__How to complete this task__.
Whatever the records say, give every one of them again exactly.

● ● ●

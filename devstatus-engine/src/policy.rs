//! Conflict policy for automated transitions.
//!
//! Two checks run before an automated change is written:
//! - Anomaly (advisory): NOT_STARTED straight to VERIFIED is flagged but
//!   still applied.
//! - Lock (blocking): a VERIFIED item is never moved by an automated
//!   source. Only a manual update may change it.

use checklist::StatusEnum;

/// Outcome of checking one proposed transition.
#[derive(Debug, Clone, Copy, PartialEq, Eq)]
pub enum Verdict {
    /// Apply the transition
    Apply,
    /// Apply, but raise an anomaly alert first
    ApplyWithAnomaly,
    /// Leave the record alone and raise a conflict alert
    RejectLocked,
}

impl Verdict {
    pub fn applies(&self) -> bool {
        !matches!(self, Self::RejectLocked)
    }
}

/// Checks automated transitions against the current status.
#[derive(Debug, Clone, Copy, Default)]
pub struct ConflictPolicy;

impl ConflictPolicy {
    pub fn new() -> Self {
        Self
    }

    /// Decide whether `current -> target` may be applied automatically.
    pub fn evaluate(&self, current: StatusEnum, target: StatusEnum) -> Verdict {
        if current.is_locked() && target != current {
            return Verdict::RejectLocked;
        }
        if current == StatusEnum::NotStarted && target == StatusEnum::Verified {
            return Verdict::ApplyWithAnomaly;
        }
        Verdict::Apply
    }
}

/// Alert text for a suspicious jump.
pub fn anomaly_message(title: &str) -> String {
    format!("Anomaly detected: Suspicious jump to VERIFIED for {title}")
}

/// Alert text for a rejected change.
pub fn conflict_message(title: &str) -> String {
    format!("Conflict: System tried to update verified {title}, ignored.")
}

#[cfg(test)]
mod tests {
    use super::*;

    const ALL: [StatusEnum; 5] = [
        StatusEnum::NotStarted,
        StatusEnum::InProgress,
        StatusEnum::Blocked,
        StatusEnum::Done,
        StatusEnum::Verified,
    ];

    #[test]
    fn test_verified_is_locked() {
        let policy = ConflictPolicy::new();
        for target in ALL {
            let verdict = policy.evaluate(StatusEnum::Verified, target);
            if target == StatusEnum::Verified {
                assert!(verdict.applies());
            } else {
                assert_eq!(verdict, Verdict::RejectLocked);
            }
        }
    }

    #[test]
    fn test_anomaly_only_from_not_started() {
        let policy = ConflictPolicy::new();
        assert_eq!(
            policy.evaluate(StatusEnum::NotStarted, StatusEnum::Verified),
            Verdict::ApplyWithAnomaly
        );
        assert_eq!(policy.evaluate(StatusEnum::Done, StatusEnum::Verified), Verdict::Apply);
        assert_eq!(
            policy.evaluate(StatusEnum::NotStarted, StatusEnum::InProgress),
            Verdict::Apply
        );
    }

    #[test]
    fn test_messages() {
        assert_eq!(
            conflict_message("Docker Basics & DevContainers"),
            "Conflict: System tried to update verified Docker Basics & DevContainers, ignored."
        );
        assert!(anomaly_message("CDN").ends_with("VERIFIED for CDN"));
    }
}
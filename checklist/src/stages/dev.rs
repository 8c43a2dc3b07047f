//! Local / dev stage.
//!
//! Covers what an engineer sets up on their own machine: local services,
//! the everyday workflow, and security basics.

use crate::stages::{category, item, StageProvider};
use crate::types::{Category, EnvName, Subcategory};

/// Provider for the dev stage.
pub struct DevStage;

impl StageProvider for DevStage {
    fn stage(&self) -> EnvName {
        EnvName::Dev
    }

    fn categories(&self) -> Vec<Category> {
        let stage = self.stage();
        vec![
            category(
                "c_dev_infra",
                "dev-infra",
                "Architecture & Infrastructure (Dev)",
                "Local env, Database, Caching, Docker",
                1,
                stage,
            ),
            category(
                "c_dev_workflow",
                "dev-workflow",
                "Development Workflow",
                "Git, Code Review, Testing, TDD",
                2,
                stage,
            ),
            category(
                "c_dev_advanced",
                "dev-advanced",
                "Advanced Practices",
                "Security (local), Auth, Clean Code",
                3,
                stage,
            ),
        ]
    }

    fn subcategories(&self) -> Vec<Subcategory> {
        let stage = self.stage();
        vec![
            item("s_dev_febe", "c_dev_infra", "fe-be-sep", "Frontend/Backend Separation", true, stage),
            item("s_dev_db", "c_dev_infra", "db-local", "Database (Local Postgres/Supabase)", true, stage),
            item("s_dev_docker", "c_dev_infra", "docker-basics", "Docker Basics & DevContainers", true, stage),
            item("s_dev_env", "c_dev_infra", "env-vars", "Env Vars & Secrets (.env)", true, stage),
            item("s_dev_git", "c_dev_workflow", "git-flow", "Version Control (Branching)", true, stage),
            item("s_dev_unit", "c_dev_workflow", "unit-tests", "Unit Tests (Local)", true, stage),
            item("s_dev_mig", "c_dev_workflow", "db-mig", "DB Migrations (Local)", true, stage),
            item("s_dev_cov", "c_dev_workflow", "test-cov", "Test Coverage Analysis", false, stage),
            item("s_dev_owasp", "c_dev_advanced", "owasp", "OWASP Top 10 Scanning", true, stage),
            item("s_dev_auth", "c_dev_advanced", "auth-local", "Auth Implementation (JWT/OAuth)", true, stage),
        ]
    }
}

● ● ●

__Task solution__.
filename devstatus-engine/src/policy.rs
//! Conflict policy for automated transitions.
//!
//! Two checks run before an automated change is written:
//! - Anomaly (advisory): NOT_STARTED straight to VERIFIED is flagged but
//!   still applied.
//! - Lock (blocking): a VERIFIED item is never moved by an automated
//!   source. Only a manual update may change it.

use checklist::StatusEnum;

/// Outcome of checking one proposed transition.
#[derive(Debug, Clone, Copy, PartialEq, Eq)]
pub enum Verdict {
    /// Apply the transition
    Apply,
    /// Apply, but raise an anomaly alert first
    ApplyWithAnomaly,
    /// Leave the record alone and raise a conflict alert
    RejectLocked,
}

impl Verdict {
    pub fn applies(&self) -> bool {
        !matches!(self, Self::RejectLocked)
    }
}

/// Checks automated transitions against the current status.
#[derive(Debug, Clone, Copy, Default)]
pub struct ConflictPolicy;

impl ConflictPolicy {
    pub fn new() -> Self {
        Self
    }

    /// Decide whether `current -> target` may be applied automatically.
    pub fn evaluate(&self, current: StatusEnum, target: StatusEnum) -> Verdict {
        if current.is_locked() && target != current {
            return Verdict::RejectLocked;
        }
        if current == StatusEnum::NotStarted && target == StatusEnum::Verified {
            return Verdict::ApplyWithAnomaly;
        }
        Verdict::Apply
    }
}

/// Alert text for a suspicious jump.
pub fn anomaly_message(title: &str) -> String {
    format!("Anomaly detected: Suspicious jump to VERIFIED for {title}")
}

/// Alert text for a rejected change.
pub fn conflict_message(title: &str) -> String {
    format!("Conflict: System tried to update verified {title}, ignored.")
}

#[cfg(test)]
mod tests {
    use super::*;

    const ALL: [StatusEnum; 5] = [
        StatusEnum::NotStarted,
        StatusEnum::InProgress,
        StatusEnum::Blocked,
        StatusEnum::Done,
        StatusEnum::Verified,
    ];

    #[test]
    fn test_verified_is_locked() {
        let policy = ConflictPolicy::new();
        for target in ALL {
            let verdict = policy.evaluate(StatusEnum::Verified, target);
            if target == StatusEnum::Verified {
                assert!(verdict.applies());
            } else {
                assert_eq!(verdict, Verdict::RejectLocked);
            }
        }
    }

    #[test]
    fn test_anomaly_only_from_not_started() {
        let policy = ConflictPolicy::new();
        assert_eq!(
            policy.evaluate(StatusEnum::NotStarted, StatusEnum::Verified),
            Verdict::ApplyWithAnomaly
        );
        assert_eq!(policy.evaluate(StatusEnum::Done, StatusEnum::Verified), Verdict::Apply);
        assert_eq!(
            policy.evaluate(StatusEnum::NotStarted, StatusEnum::InProgress),
            Verdict::Apply
        );
    }

    #[test]
    fn test_messages() {
        assert_eq!(
            conflict_message("Docker Basics & DevContainers"),
            "Conflict: System tried to update verified Docker Basics & DevContainers, ignored."
        );
        assert!(anomaly_message("CDN").ends_with("VERIFIED for CDN"));
    }
}
filename checklist/src/stages/dev.rs
repository 8c43a2dc3b07047f
//! Local / dev stage.
//!
//! Covers what an engineer sets up on their own machine: local services,
//! the everyday workflow, and security basics.

use crate::stages::{category, item, StageProvider};
use crate::types::{Category, EnvName, Subcategory};

/// Provider for the dev stage.
pub struct DevStage;

impl StageProvider for DevStage {
    fn stage(&self) -> EnvName {
        EnvName::Dev
    }

    fn categories(&self) -> Vec<Category> {
        let stage = self.stage();
        vec![
            category(
                "c_dev_infra",
                "dev-infra",
                "Architecture & Infrastructure (Dev)",
                "Local env, Database, Caching, Docker",
                1,
                stage,
            ),
            category(
                "c_dev_workflow",
                "dev-workflow",
                "Development Workflow",
                "Git, Code Review, Testing, TDD",
                2,
                stage,
            ),
            category(
                "c_dev_advanced",
                "dev-advanced",
                "Advanced Practices",
                "Security (local), Auth, Clean Code",
                3,
                stage,
            ),
        ]
    }

    fn subcategories(&self) -> Vec<Subcategory> {
        let stage = self.stage();
        vec![
            item("s_dev_febe", "c_dev_infra", "fe-be-sep", "Frontend/Backend Separation", true, stage),
            item("s_dev_db", "c_dev_infra", "db-local", "Database (Local Postgres/Supabase)", true, stage),
            item("s_dev_docker", "c_dev_infra", "docker-basics", "Docker Basics & DevContainers", true, stage),
            item("s_dev_env", "c_dev_infra", "env-vars", "Env Vars & Secrets (.env)", true, stage),
            item("s_dev_git", "c_dev_workflow", "git-flow", "Version Control (Branching)", true, stage),
            item("s_dev_unit", "c_dev_workflow", "unit-tests", "Unit Tests (Local)", true, stage),
            item("s_dev_mig", "c_dev_workflow", "db-mig", "DB Migrations (Local)", true, stage),
            item("s_dev_cov", "c_dev_workflow", "test-cov", "Test Coverage Analysis", false, stage),
            item("s_dev_owasp", "c_dev_advanced", "owasp", "OWASP Top 10 Scanning", true, stage),
            item("s_dev_auth", "c_dev_advanced", "auth-local", "Auth Implementation (JWT/OAuth)", true, stage),
        ]
    }
}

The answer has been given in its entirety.